(Beginning of RECORDED INFORMATION)

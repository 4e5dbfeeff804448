use std::collections::BTreeMap;
use std::fmt;

use serde::de::{self, Deserializer, Visitor};
use serde::ser::Serializer;
use serde::{Deserialize, Serialize};

use crate::diagnostics::Diagnostic;

// ---------------------------------------------------------------------------
// Datasets
// ---------------------------------------------------------------------------

/// One of the two paired CSV exports describing the same nuclei.
#[derive(Debug, Clone, Copy, PartialEq, Eq, Hash, PartialOrd, Ord, Serialize, Deserialize)]
#[serde(rename_all = "snake_case")]
pub enum Dataset {
    /// Integer-space geometry and the truncated centroid.
    Meta,
    /// Sub-pixel geometry and the bulk of the measured features.
    Props,
}

impl Dataset {
    pub const ALL: [Dataset; 2] = [Dataset::Meta, Dataset::Props];

    /// Subdirectory of an image directory holding this dataset's CSV files.
    pub fn dir_name(&self) -> &'static str {
        match self {
            Self::Meta => "nucleiMeta",
            Self::Props => "nucleiProps",
        }
    }

    /// Capitalized name for the start of a message.
    pub fn title(&self) -> &'static str {
        match self {
            Self::Meta => "Meta",
            Self::Props => "Props",
        }
    }
}

impl fmt::Display for Dataset {
    fn fmt(&self, f: &mut fmt::Formatter<'_>) -> fmt::Result {
        match self {
            Self::Meta => write!(f, "meta"),
            Self::Props => write!(f, "props"),
        }
    }
}

// ---------------------------------------------------------------------------
// Values + rows
// ---------------------------------------------------------------------------

/// A converted cell value.
///
/// `intfloat` fields convert to [`Value::Int`]; enum fields convert to
/// [`Value::Text`] once their value has been checked against the legal set.
#[derive(Debug, Clone, PartialEq)]
pub enum Value {
    Int(i64),
    Float(f64),
    Text(String),
}

impl fmt::Display for Value {
    fn fmt(&self, f: &mut fmt::Formatter<'_>) -> fmt::Result {
        match self {
            Self::Int(i) => write!(f, "{i}"),
            Self::Float(x) => write!(f, "{x}"),
            Self::Text(s) => write!(f, "{s}"),
        }
    }
}

impl Serialize for Value {
    fn serialize<S: Serializer>(&self, serializer: S) -> Result<S::Ok, S::Error> {
        match self {
            Self::Int(i) => serializer.serialize_i64(*i),
            Self::Float(x) => serializer.serialize_f64(*x),
            Self::Text(s) => serializer.serialize_str(s),
        }
    }
}

// JSON has no NaN/Inf: serde_json writes them as `null`, so `null` reads back as NaN.
impl<'de> Deserialize<'de> for Value {
    fn deserialize<D: Deserializer<'de>>(deserializer: D) -> Result<Self, D::Error> {
        struct ValueVisitor;

        impl<'de> Visitor<'de> for ValueVisitor {
            type Value = Value;

            fn expecting(&self, f: &mut fmt::Formatter<'_>) -> fmt::Result {
                f.write_str("an integer, a number, a string or null")
            }

            fn visit_i64<E: de::Error>(self, v: i64) -> Result<Value, E> {
                Ok(Value::Int(v))
            }

            fn visit_u64<E: de::Error>(self, v: u64) -> Result<Value, E> {
                i64::try_from(v)
                    .map(Value::Int)
                    .map_err(|_| E::custom(format!("integer {v} out of range")))
            }

            fn visit_f64<E: de::Error>(self, v: f64) -> Result<Value, E> {
                Ok(Value::Float(v))
            }

            fn visit_str<E: de::Error>(self, v: &str) -> Result<Value, E> {
                Ok(Value::Text(v.to_string()))
            }

            fn visit_string<E: de::Error>(self, v: String) -> Result<Value, E> {
                Ok(Value::Text(v))
            }

            fn visit_unit<E: de::Error>(self) -> Result<Value, E> {
                Ok(Value::Float(f64::NAN))
            }

            fn visit_none<E: de::Error>(self) -> Result<Value, E> {
                Ok(Value::Float(f64::NAN))
            }
        }

        deserializer.deserialize_any(ValueVisitor)
    }
}

/// One CSV record keyed by field name.
///
/// `None` means the cell was absent (raw rows) or conversion failed (typed rows).
#[derive(Debug, Clone, PartialEq)]
pub struct Row<T> {
    /// 1-based record number within the file, header excluded.
    pub record: usize,
    pub fields: BTreeMap<String, Option<T>>,
}

impl<T> Row<T> {
    pub fn new(record: usize) -> Self {
        Self {
            record,
            fields: BTreeMap::new(),
        }
    }

    /// The field's value, or `None` when absent or null.
    pub fn get(&self, field: &str) -> Option<&T> {
        self.fields.get(field).and_then(|v| v.as_ref())
    }

    /// Fields whose value is null, in field-name order.
    pub fn null_fields(&self) -> impl Iterator<Item = &str> {
        self.fields
            .iter()
            .filter(|(_, v)| v.is_none())
            .map(|(k, _)| k.as_str())
    }
}

pub type RawRow = Row<String>;
pub type TypedRow = Row<Value>;

/// A meta row and its props counterpart, joined by object identity.
#[derive(Debug, Clone, PartialEq)]
pub struct PairedObject {
    pub identity: u64,
    pub meta: TypedRow,
    pub props: TypedRow,
}

// ---------------------------------------------------------------------------
// Output record
// ---------------------------------------------------------------------------

/// Flattened field name → value for one nucleus.
pub type NucleusRecord = BTreeMap<String, Value>;

#[derive(Debug, Clone, PartialEq, Serialize, Deserialize)]
pub struct RegionRecord {
    pub name: String,
    pub left: u64,
    pub top: u64,
    pub right: u64,
    pub bottom: u64,
    pub nuclei: Vec<NucleusRecord>,
}

#[derive(Debug, Clone, PartialEq, Serialize, Deserialize)]
pub struct ImageRecord {
    pub image_name: String,
    pub regions: Vec<RegionRecord>,
}

// ---------------------------------------------------------------------------
// Run options + report
// ---------------------------------------------------------------------------

#[derive(Debug, Clone, Copy, PartialEq, Eq, Serialize, Deserialize)]
#[serde(default)]
pub struct ValidateOptions {
    /// Exclude objects with null fields instead of failing the run.
    pub skip_missing: bool,
    /// Run the always-integral float field lint after each file.
    pub intfloat_lint: bool,
}

impl Default for ValidateOptions {
    fn default() -> Self {
        Self {
            skip_missing: false,
            intfloat_lint: true,
        }
    }
}

#[derive(Debug, Clone, Copy, PartialEq, Eq, Serialize)]
#[serde(rename_all = "snake_case")]
pub enum Outcome {
    Valid,
    Invalid,
    /// A configuration error stopped the run part-way.
    Aborted,
}

impl fmt::Display for Outcome {
    fn fmt(&self, f: &mut fmt::Formatter<'_>) -> fmt::Result {
        match self {
            Self::Valid => write!(f, "valid"),
            Self::Invalid => write!(f, "invalid"),
            Self::Aborted => write!(f, "aborted"),
        }
    }
}

#[derive(Debug, Clone, Default, PartialEq, Eq, Serialize)]
pub struct Summary {
    pub files: usize,
    pub files_failed: usize,
    pub regions: usize,
    pub nuclei: usize,
    pub nuclei_skipped: usize,
    pub errors: usize,
    pub warnings: usize,
}

#[derive(Debug, Clone, Serialize)]
pub struct ReportMeta {
    pub image_name: String,
    pub data_dir: String,
    pub options: ValidateOptions,
    pub engine_version: String,
    pub run_at: String,
}

#[derive(Debug, Clone, Serialize)]
pub struct ValidationReport {
    pub meta: ReportMeta,
    pub outcome: Outcome,
    pub summary: Summary,
    pub diagnostics: Vec<Diagnostic>,
    /// Present only when `outcome` is [`Outcome::Valid`].
    #[serde(skip_serializing_if = "Option::is_none")]
    pub record: Option<ImageRecord>,
}

impl ValidationReport {
    /// True if any diagnostic message contains `needle`.
    pub fn mentions(&self, needle: &str) -> bool {
        self.diagnostics.iter().any(|d| d.message.contains(needle))
    }
}
//! Structured diagnostic accumulator.
//!
//! Every problem the engine finds becomes a [`Diagnostic`] with a severity,
//! a kind and a path (image → dataset → file → identity → field). Whether a
//! diagnostic invalidates the run is decided by its [`DiagnosticKind`], not by
//! its severity: a bounding-box mismatch is logged as a warning but still
//! invalidates, while a failed conversion is a warning that does not (the
//! resulting null is caught later by the completeness check).
//!
//! Pushed diagnostics are forwarded to the `log` facade. Rendering them as a
//! nested text log is left to the caller.

use std::fmt;

use serde::Serialize;

use crate::model::Dataset;

// ---------------------------------------------------------------------------
// Severity + kind
// ---------------------------------------------------------------------------

#[derive(Debug, Clone, Copy, PartialEq, Eq, PartialOrd, Ord, Hash, Serialize)]
#[serde(rename_all = "lowercase")]
pub enum Severity {
    Debug,
    Info,
    Warning,
    Error,
    Critical,
}

impl Severity {
    pub fn as_str(&self) -> &'static str {
        match self {
            Self::Debug => "DEBUG",
            Self::Info => "INFO",
            Self::Warning => "WARNING",
            Self::Error => "ERROR",
            Self::Critical => "CRITICAL",
        }
    }

    fn log_level(&self) -> log::Level {
        match self {
            Self::Debug => log::Level::Debug,
            Self::Info => log::Level::Info,
            Self::Warning => log::Level::Warn,
            Self::Error | Self::Critical => log::Level::Error,
        }
    }
}

impl fmt::Display for Severity {
    fn fmt(&self, f: &mut fmt::Formatter<'_>) -> fmt::Result {
        f.write_str(self.as_str())
    }
}

#[derive(Debug, Clone, Copy, PartialEq, Eq, Hash, Serialize)]
#[serde(rename_all = "snake_case")]
pub enum DiagnosticKind {
    /// Progress and outcome messages.
    Progress,
    /// A single value failed type conversion and became null.
    Conversion,
    /// Missing directories, mismatched file sets, field-set mismatches.
    Structural,
    /// Per-file and per-object integrity violations.
    Integrity,
    /// An object excluded from the output under skip-missing.
    Skip,
    /// Heuristic lints that never affect the outcome.
    Advisory,
    /// Configuration errors that aborted the run.
    Fatal,
}

impl DiagnosticKind {
    pub fn invalidates(&self) -> bool {
        matches!(self, Self::Structural | Self::Integrity | Self::Fatal)
    }
}

// ---------------------------------------------------------------------------
// Path
// ---------------------------------------------------------------------------

/// Where a diagnostic applies. Unset components are omitted from JSON.
#[derive(Debug, Clone, Default, PartialEq, Eq, Serialize)]
pub struct DiagnosticPath {
    #[serde(skip_serializing_if = "Option::is_none")]
    pub image: Option<String>,
    #[serde(skip_serializing_if = "Option::is_none")]
    pub file: Option<String>,
    #[serde(skip_serializing_if = "Option::is_none")]
    pub dataset: Option<Dataset>,
    #[serde(skip_serializing_if = "Option::is_none")]
    pub identity: Option<u64>,
    #[serde(skip_serializing_if = "Option::is_none")]
    pub field: Option<String>,
}

impl DiagnosticPath {
    pub fn image(name: &str) -> Self {
        Self {
            image: Some(name.to_string()),
            ..Self::default()
        }
    }

    pub fn with_file(&self, file: &str) -> Self {
        Self {
            file: Some(file.to_string()),
            ..self.clone()
        }
    }

    pub fn with_dataset(&self, dataset: Dataset) -> Self {
        Self {
            dataset: Some(dataset),
            ..self.clone()
        }
    }

    pub fn with_identity(&self, identity: u64) -> Self {
        Self {
            identity: Some(identity),
            ..self.clone()
        }
    }

    pub fn with_field(&self, field: &str) -> Self {
        Self {
            field: Some(field.to_string()),
            ..self.clone()
        }
    }

    /// Nesting depth below the image: one level for a file, one more for an object.
    pub fn depth(&self) -> usize {
        usize::from(self.file.is_some()) + usize::from(self.identity.is_some())
    }
}

// ---------------------------------------------------------------------------
// Diagnostic + accumulator
// ---------------------------------------------------------------------------

#[derive(Debug, Clone, PartialEq, Serialize)]
pub struct Diagnostic {
    pub severity: Severity,
    pub kind: DiagnosticKind,
    pub message: String,
    pub path: DiagnosticPath,
}

impl Diagnostic {
    /// Indentation level for nested rendering.
    ///
    /// Progress messages open a scope ("Validating x.csv"), so they sit one
    /// level above the diagnostics that share their path.
    pub fn depth(&self) -> usize {
        let depth = self.path.depth();
        if self.kind == DiagnosticKind::Progress {
            depth.saturating_sub(1)
        } else {
            depth
        }
    }
}

#[derive(Debug, Clone, Default)]
pub struct Diagnostics {
    items: Vec<Diagnostic>,
}

impl Diagnostics {
    pub fn new() -> Self {
        Self::default()
    }

    pub fn push(
        &mut self,
        severity: Severity,
        kind: DiagnosticKind,
        path: &DiagnosticPath,
        message: impl Into<String>,
    ) {
        let diagnostic = Diagnostic {
            severity,
            kind,
            message: message.into(),
            path: path.clone(),
        };
        // Log records carry no path, so the tree indent travels in the text.
        log::log!(
            target: "hips_recon",
            severity.log_level(),
            "{:indent$}{}",
            "",
            diagnostic.message,
            indent = 2 * diagnostic.depth()
        );
        self.items.push(diagnostic);
    }

    pub fn debug(&mut self, path: &DiagnosticPath, message: impl Into<String>) {
        self.push(Severity::Debug, DiagnosticKind::Progress, path, message);
    }

    pub fn progress(&mut self, path: &DiagnosticPath, message: impl Into<String>) {
        self.push(Severity::Info, DiagnosticKind::Progress, path, message);
    }

    pub fn conversion(&mut self, path: &DiagnosticPath, message: impl Into<String>) {
        self.push(Severity::Warning, DiagnosticKind::Conversion, path, message);
    }

    pub fn structural(&mut self, path: &DiagnosticPath, message: impl Into<String>) {
        self.push(Severity::Error, DiagnosticKind::Structural, path, message);
    }

    pub fn integrity(&mut self, severity: Severity, path: &DiagnosticPath, message: impl Into<String>) {
        self.push(severity, DiagnosticKind::Integrity, path, message);
    }

    pub fn skip(&mut self, path: &DiagnosticPath, message: impl Into<String>) {
        self.push(Severity::Warning, DiagnosticKind::Skip, path, message);
    }

    pub fn advisory(&mut self, path: &DiagnosticPath, message: impl Into<String>) {
        self.push(Severity::Warning, DiagnosticKind::Advisory, path, message);
    }

    pub fn fatal(&mut self, path: &DiagnosticPath, message: impl Into<String>) {
        self.push(Severity::Critical, DiagnosticKind::Fatal, path, message);
    }

    /// Number of diagnostics that invalidate the run.
    pub fn invalidating(&self) -> usize {
        self.items.iter().filter(|d| d.kind.invalidates()).count()
    }

    pub fn is_invalid(&self) -> bool {
        self.items.iter().any(|d| d.kind.invalidates())
    }

    pub fn count(&self, severity: Severity) -> usize {
        self.items.iter().filter(|d| d.severity == severity).count()
    }

    pub fn len(&self) -> usize {
        self.items.len()
    }

    pub fn is_empty(&self) -> bool {
        self.items.is_empty()
    }

    pub fn iter(&self) -> impl Iterator<Item = &Diagnostic> {
        self.items.iter()
    }

    pub fn into_vec(self) -> Vec<Diagnostic> {
        self.items
    }
}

(End of RECORDED INFORMATION)

### INSTRUCTIONS FOR THE TASK
Some lines above contain the word "absent". Copy each of them.

### OUTPUT FOR THIS EXERCISE
/// `None` means the cell was absent (raw rows) or conversion failed (typed rows).
    /// The field's value, or `None` when absent or null.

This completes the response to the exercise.